Bron Rauk-Mitchell, a contributing author to Teapot Tales And SuperHERo Tales, is an Aussie mum of 4 and 1 furbaby. Bron has a BA, majoring in English and History, and has plans to further her studies in the near future. Bron tries to pack as much into life as possible, which is reflected by her many projects and interests, including but not limited to cos-playing, acting, craft and reading. More about Bron’s adventures can be found at:http://essentialbronmitchell.blogspot.com.au
Edge of Dreams is the 2nd book in the Diamond City Magic series.When I read the blurb, it sounded exactly like my kind of book, but I was hesitant to start it as I had not read the first book in the series, and I was concerned that that would be difficult to pick up the story threads. However, Edge of Dreams did stand up pretty well on its own. So while I am eager to go back and read more about Riley and Co, I didn’t feel as if I was at too much of a disadvantage by having not read Trace of Magic.
Edge of Dreams takes place not long after Trace of Magic ends. Riley is a tracer with a unique ability, which is made very public. As a result, she is in demand–not only by those that genuinely are in need of her abilities–but, of course, by those that wish to exploit them. This is where things become complicated, as it is not always clear to Riley (and the readers), which of these camps she is dealing with.
The main antagonist is ruthless and psychotic, and is clearly “The Villian”, but other characters in the story are not as recognisable as being “Good” or “Bad”, and that is one of the elements of this book that I enjoyed the most. This is what gives depth to a character. It is rare in life to find people that are all “good” or all “bad”; and, as a result, the reader will be in for an occasional twist or turn.
Magic, drugs, betrayal, love, family and friendship: this book has it all. The pace of the writing was fast, the setting believable, the characters interesting and flawed, and the magic unusual. I found it hard to put the book down, and at no point throughout the book was I bored.
Almost from the first second, I knew that Riley was going to be so much fun, and a handful, and she was. Talented, tough, independent (too much so at times), full of snark and with many issues, she is a character that I can relate to a lot. Riley tries to protect herself, to the extent that not even those she loves can get close to her; but she is such a loving, giving person that she acts without thought at times (well often), and lands herself into trouble. While she is constantly in hot water, she doesn’t strike me as someone who needs saving by others. There is a lot going on with Riley, and while she is aware of some of the issues that have shaped her, she isn’t aware of the blocks that have been placed inside, and so she tries to work around these internal traps to the best of her ability, and appears to be much more flighty and incapable than she really is. Through the course of the book she does save herself with a little help from others and some luck .
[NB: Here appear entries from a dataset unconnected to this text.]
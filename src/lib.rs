//! EduMilestone app shell: a feature-module coordinator, a retrying
//! navigation orchestrator, and the terminal front end that drives them.

pub mod core;
pub mod modules;
pub mod navigation;
pub mod tui;

#[cfg(test)]
pub mod test_support;
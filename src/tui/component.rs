use ratatui::Frame;
use ratatui::layout::Rect;

/// A reusable UI component.
///
/// Components receive data via props (struct fields) and render to a
/// `Frame` within a given `Rect`. `render` takes `&mut self` so a
/// component may update internal caches during the render pass.
pub trait Component {
    /// Render the component into the given area.
    fn render(&mut self, frame: &mut Frame, area: Rect);
}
Riley has unwanted bodyguards following her around. Who has hired them is a big mystery. Shey also has a loyal team of friends and family, as well as an “ex” love, Clay, and his brother, a mafia-type. They add colour, contrast, and tension to the book. The system of Magic that Diana Pharaoh Francis has created is very intriguing. Francis takes elements of other systems and works to give them her own unique spin. Tracer, Reader (reading emotions NOT thoughts), Metal Tinker (now that is a cool talent to posses), Healer are just some of the talents that characters possess. Not everybody in Diamond City has magic talent, though, and the very popular drug, Sparkle Dust, enables users to experience magical abilities, or to try out other abilities, but with very little control.
Riley is hired by a member of the Diamond City police force to help trace her nephew and his friends. Very early on into the rescue mission, she finds herself in hot water, and from there on in she is constantly hopping in and out of messy situations and at times fighting for her life. Along the way she uncovers family secrets, learns more about her abilities, tries to overcome her own fears of intimacy and trust, and find love.
I would highly recommend this book to lovers of urban fantasy. It is suitable for older readers and is an easy, fast read, but there are also topics that would make it more suitable for an older reader. I will definitely be tracking down Trace of Magic, and waiting impatiently for the third book in the series.